Filter the records below, keeping only lines with the string "flapi".

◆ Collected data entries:
===============
#![allow(dead_code)]

pub mod temp_files {
    use std::path::PathBuf;
    use tempfile::TempDir;

    /// Directory holding a `flapi.yaml`, removed on drop.
    pub struct ConfigDir {
        dir: TempDir,
    }

    impl ConfigDir {
        pub fn new(config: &str) -> Self {
            let dir = tempfile::tempdir().unwrap();
            std::fs::write(dir.path().join("flapi.yaml"), config).unwrap();
            Self { dir }
        }

        pub fn config_path(&self) -> PathBuf {
            self.dir.path().join("flapi.yaml")
        }

        /// Replace the main configuration file.
        pub fn rewrite(&self, config: &str) {
            std::fs::write(self.config_path(), config).unwrap();
        }

        /// Write an extra file next to the main configuration.
        pub fn write(&self, relative: &str, content: &str) -> PathBuf {
            let path = self.dir.path().join(relative);
            if let Some(parent) = path.parent() {
                std::fs::create_dir_all(parent).unwrap();
            }
            std::fs::write(&path, content).unwrap();
            path
        }
    }
}

pub mod test_server {
    use std::sync::Once;

    /// Ensures May coroutines are configured only once
    static MAY_INIT: Once = Once::new();

    pub fn setup_may_runtime() {
        MAY_INIT.call_once(|| {
            may::config().set_stack_size(0x8000);
        });
    }
}

pub mod http {
    use std::io::{Read, Write};
    use std::net::{SocketAddr, TcpStream};
    use std::time::Duration;

    /// Status, lowercase headers and body of one HTTP response.
    pub struct HttpResponse {
        pub status: u16,
        pub headers: Vec<(String, String)>,
        pub body: String,
    }

    impl HttpResponse {
        pub fn header(&self, name: &str) -> Option<&str> {
            self.headers
                .iter()
                .find(|(n, _)| n.eq_ignore_ascii_case(name))
                .map(|(_, v)| v.as_str())
        }

        pub fn json(&self) -> serde_json::Value {
            serde_json::from_str(&self.body).unwrap()
        }
    }

    /// Send one request and read until the declared body length arrives.
    pub fn send_request(addr: &SocketAddr, method: &str, path: &str) -> HttpResponse {
        let raw = format!("{method} {path} HTTP/1.1\r\nHost: {addr}\r\nContent-Length: 0\r\n\r\n");
        send_raw(addr, &raw)
    }

    pub fn send_raw(addr: &SocketAddr, raw: &str) -> HttpResponse {
        let mut stream = TcpStream::connect(addr).unwrap();
        stream.write_all(raw.as_bytes()).unwrap();
        stream
            .set_read_timeout(Some(Duration::from_millis(2000)))
            .unwrap();

        let mut buf = Vec::new();
        loop {
            if let Some(response) = parse_complete(&buf) {
                return response;
            }
            let mut tmp = [0u8; 4096];
            match stream.read(&mut tmp) {
                Ok(0) => break,
                Ok(n) => buf.extend_from_slice(&tmp[..n]),
                Err(ref e)
                    if e.kind() == std::io::ErrorKind::WouldBlock
                        || e.kind() == std::io::ErrorKind::TimedOut =>
                {
                    break
                }
                Err(e) => panic!("read error: {e:?}"),
            }
        }
        parse_complete(&buf).unwrap_or_else(|| {
            panic!("incomplete response: {}", String::from_utf8_lossy(&buf))
        })
    }

    fn parse_complete(buf: &[u8]) -> Option<HttpResponse> {
        let text = std::str::from_utf8(buf).ok()?;
        let (head, body) = text.split_once("\r\n\r\n")?;
        let mut lines = head.lines();
        let status = lines.next()?.split_whitespace().nth(1)?.parse().ok()?;
        let headers: Vec<(String, String)> = lines
            .filter_map(|l| l.split_once(':'))
            .map(|(n, v)| (n.trim().to_ascii_lowercase(), v.trim().to_string()))
            .collect();
        let length: usize = headers
            .iter()
            .find(|(n, _)| n == "content-length")
            .and_then(|(_, v)| v.parse().ok())
            .unwrap_or(0);
        if body.len() < length {
            return None;
        }
        Some(HttpResponse {
            status,
            headers,
            body: body[..length].to_string(),
        })
    }
}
===============
◆ RESPONSE BELOW:
    /// Directory holding a `flapi.yaml`, removed on drop.
            std::fs::write(dir.path().join("flapi.yaml"), config).unwrap();
            self.dir.path().join("flapi.yaml")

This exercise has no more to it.